다른 식으로 정의되지 않는 한, 본 명세서에서 사용된 모든 기술적 및 과학적 용어들은 본 발명이 속하는 기술 분야에서 숙련된 전문가에 의해서 통상적으로 이해되는 것과 동일한 의미를 가진다. 일반적으로, 본 명세서에서 사용된 명명법은 본 기술 분야에서 잘 알려져 있고 통상적으로 사용되는 것이다.
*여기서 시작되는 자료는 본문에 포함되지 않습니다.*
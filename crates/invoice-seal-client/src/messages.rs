//! Wire messages exchanged with the authority.
//!
//! All messages are JSON. Field names follow the authority's API exactly,
//! so the structs here are the single place where wire naming lives.

use serde::{Deserialize, Serialize};

use invoice_seal_core::{CensorshipRecord, FileDescriptor, InvoicePeriod, SubmissionBundle};

/// API version this client speaks.
pub const API_VERSION: u32 = 1;

/// Route prefix for all API calls.
pub const API_ROUTE: &str = "/api/v1";

/// Endpoint paths relative to [`API_ROUTE`].
pub mod routes {
    /// Version and authority key handshake.
    pub const VERSION: &str = "/version";
    /// Invoice submission.
    pub const NEW_INVOICE: &str = "/invoices/new";
}

/// Error codes carried in [`ErrorReply::error_code`].
///
/// Only the codes this client reacts to are named; any other value is
/// passed through unchanged.
pub mod error_codes {
    pub const MISSING_FILES: i64 = 5;
    pub const DUPLICATE_FILENAMES: i64 = 7;
    pub const INVALID_FILE_DIGEST: i64 = 16;
    pub const INVALID_BASE64: i64 = 17;
    pub const INVALID_PUBLIC_KEY: i64 = 21;
    pub const INVALID_SIGNATURE: i64 = 23;
    pub const INVALID_INPUT: i64 = 24;
}

/// Reply to the version handshake.
#[derive(Debug, Clone, PartialEq, Eq, Serialize, Deserialize)]
pub struct VersionReply {
    pub version: u32,
    pub route: String,
    /// Authority's Ed25519 public key, hex encoded.
    pub pubkey: String,
    #[serde(default)]
    pub testnet: bool,
}

/// Submission request.
#[derive(Debug, Clone, PartialEq, Eq, Serialize, Deserialize)]
pub struct NewInvoice {
    pub month: u16,
    pub year: u16,
    pub files: Vec<FileDescriptor>,
    #[serde(rename = "publickey")]
    pub public_key: String,
    pub signature: String,
}

impl NewInvoice {
    /// Build the request for a signed bundle.
    pub fn new(period: InvoicePeriod, bundle: &SubmissionBundle) -> Self {
        Self {
            month: period.month,
            year: period.year,
            files: bundle.files().to_vec(),
            public_key: bundle.public_key().to_string(),
            signature: bundle.signature().to_string(),
        }
    }
}

/// Successful reply to a submission.
#[derive(Debug, Clone, PartialEq, Eq, Serialize, Deserialize)]
pub struct NewInvoiceReply {
    #[serde(rename = "censorshiprecord")]
    pub censorship_record: CensorshipRecord,
}

/// Body of a rejected request.
#[derive(Debug, Clone, PartialEq, Eq, Serialize, Deserialize)]
pub struct ErrorReply {
    #[serde(rename = "errorcode")]
    pub error_code: i64,
    #[serde(rename = "errorcontext", default)]
    pub error_context: Vec<String>,
}
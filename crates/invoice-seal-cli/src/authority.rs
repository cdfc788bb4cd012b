//! Connecting to the authority and the `version` subcommand.

use anyhow::{Context, Result};
use invoice_seal::client::Transport;
use invoice_seal::{ClientConfig, HttpTransport};

use crate::GlobalOpts;

/// Build client configuration: environment first, flags on top.
pub fn client_config(opts: &GlobalOpts) -> Result<ClientConfig> {
    let mut config = ClientConfig::from_env().context("loading client configuration")?;
    if let Some(host) = &opts.host {
        config.host = ClientConfig::new(host)
            .with_context(|| format!("invalid --host {host}"))?
            .host;
    }
    if opts.skip_verify {
        config.skip_tls_verify = true;
    }
    Ok(config)
}

/// Connect to the configured authority.
pub fn connect(opts: &GlobalOpts) -> Result<HttpTransport> {
    let config = client_config(opts)?;
    tracing::debug!(host = %config.host, timeout = ?config.timeout, "authority configured");
    Ok(HttpTransport::new(config)?)
}

/// Execute the `version` subcommand.
pub async fn run_version(opts: &GlobalOpts) -> Result<u8> {
    let reply = connect(opts)?.version().await?;
    println!("{}", serde_json::to_string_pretty(&reply)?);
    Ok(0)
}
본 발명에서는, 특정 리파제 및 다른 목적단백질을 다량 발현시킬 수 있는 리파제 신호서열; 상기 신호서열과 목적단백질의 유전자를 포함하는 발현벡터; 및 상기 발현벡터가 도입되어 있는 재조합미생물을 제조하였다. 그 결과, 제조된 재조합미생물을 배양시켜 리파제를 다량으로 생산할 수 있음을 확인하였다.
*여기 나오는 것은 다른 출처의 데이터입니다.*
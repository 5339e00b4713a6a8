//! Storage collaborator traits
//!
//! Concrete drivers (document store, time-series store) live outside the
//! core and are consumed through these traits.

use async_trait::async_trait;
use serde_json::Value;
use tokio::sync::broadcast;

use crate::catalog::DatapointCatalog;
use crate::error::{StoreError, StoreResult};
use crate::message::{ConnectionId, NamedValue, ResponseMessage, TimeRange, Timestamp};

/// Values and metadata returned by a query
#[derive(Debug, Clone, Default, PartialEq)]
pub struct QueryResult {
    pub values: Vec<NamedValue>,
    pub metadata: Vec<NamedValue>,
}

impl QueryResult {
    pub fn is_empty(&self) -> bool {
        self.values.is_empty()
    }
}

/// One stored sample of a time series
#[derive(Debug, Clone, PartialEq)]
pub struct Sample {
    pub ts: Timestamp,
    pub value: Value,
}

/// Sample list per datapoint
#[derive(Debug, Clone, PartialEq)]
pub struct Series {
    pub name: String,
    pub samples: Vec<Sample>,
}

/// Change notification emitted by a push-capable store
#[derive(Debug, Clone, PartialEq)]
pub struct ChangeEvent {
    pub instance: String,
    /// The instance was removed; never turned into data deliveries
    pub deleted: bool,
    /// Changed properties with their new values, canonical keys
    pub changed: Vec<NamedValue>,
    pub metadata: Vec<NamedValue>,
}

/// A pull-based storage backend
#[async_trait]
pub trait DatapointStore: Send + Sync {
    /// Store name for logs
    fn name(&self) -> &str;

    /// Establish the backend session. Idempotent when already connected.
    async fn connect(&self) -> StoreResult<()>;

    fn catalog(&self) -> &DatapointCatalog;

    /// Latest values of `datapoints`, restricted to `range` when given.
    /// Datapoints without a value in range are omitted.
    async fn query_values(
        &self,
        instance: &str,
        datapoints: &[String],
        range: Option<&TimeRange>,
    ) -> StoreResult<QueryResult>;

    /// Write values (and per-datapoint metadata) for one instance
    async fn write_values(
        &self,
        instance: &str,
        values: &[NamedValue],
        metadata: &[NamedValue],
    ) -> StoreResult<()>;

    /// Full sample lists of `datapoints` within `range`
    async fn query_series(
        &self,
        _instance: &str,
        _datapoints: &[String],
        _range: &TimeRange,
    ) -> StoreResult<Vec<Series>> {
        Err(StoreError::NotSupported("query_series".to_string()))
    }
}

/// A store that can notify about changes to an instance
pub trait ChangeFeed: DatapointStore {
    /// Subscribe to change events of `instance`. Dropping the receiver detaches.
    fn watch(&self, instance: &str) -> broadcast::Receiver<ChangeEvent>;
}

/// Outbound path to connected clients
pub trait MessageSink: Send + Sync {
    /// Queue a message for `connection`. Returns false when it is gone.
    fn deliver(&self, connection: ConnectionId, message: ResponseMessage) -> bool;
}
본 발명의 일 실시예에서는, 목적단백질을 코딩하는 핵산으로 썸모마이세스 렌기노수스(Thermomyces lanuginosus) 유래 리파제 (TLL) 유전자를 이용하여, 본 발명의 신규 리파제 신호서열을 이용하는 경우 리파제가 다량으로 생산됨을 확인하였다. 그러나, 이는 하나의 예시에 불과한바, 특정 리파제 뿐만 아니라 다른 목적단백질에도 본 발명을 적용할 수 있음은 당업자에게 있어서 자명한 것이다.
따라서, 본 발명은 일 관점에서, An03g06560(서열번호 1), An14g00860(서열번호 2), An07g00440(서열번호 3), An02g09690(서열번호 4), An16g08870(서열번호 5), An06g00350(서열번호 6), An16g01880(서열번호 7), An12g06560(서열번호 8), An09g02270(서열번호 9), An15g02210(서열번호 10), An13g02820(서열번호 11), 및 Anllg00100(서열번호 12)로 구성된 군에서 선택되는 리파제 신호서열에 관한 것이다.
본 발명에 있어서,상기 신호서열은 아스퍼질러스 나이거(Aspergillus niger) 유래인 것을 특징으로할 수 있으나, 이에 한정되는 것은 아니다.
본 발명은 다른 관점에서, An03g06560(서열번호 13), An14g00860(서열번호 14), An07g00440(서열번호 15), An02g09690(서열번호 16), An16g08870(서열번호 17), An06g00350(서열번호 18), An16g01880(서열번호 19), An12g06560(서열번호 20), An09g02270(서열번호 21), An15g02210(서열번호 22), An13g02820(서열번호 23), 및 Anllg00100(서열번호 24)로 구성된 군에서 선택되는, 상기 리파제 신호서열을 코딩하는 핵산에 관한 것이다.
본 발명은 또 다른 관점에서, 상기 리파제 신호서열을 코딩하는 핵산 및 목적단백질의 유전자를 포함하는 발현벡터에 관한 것이다.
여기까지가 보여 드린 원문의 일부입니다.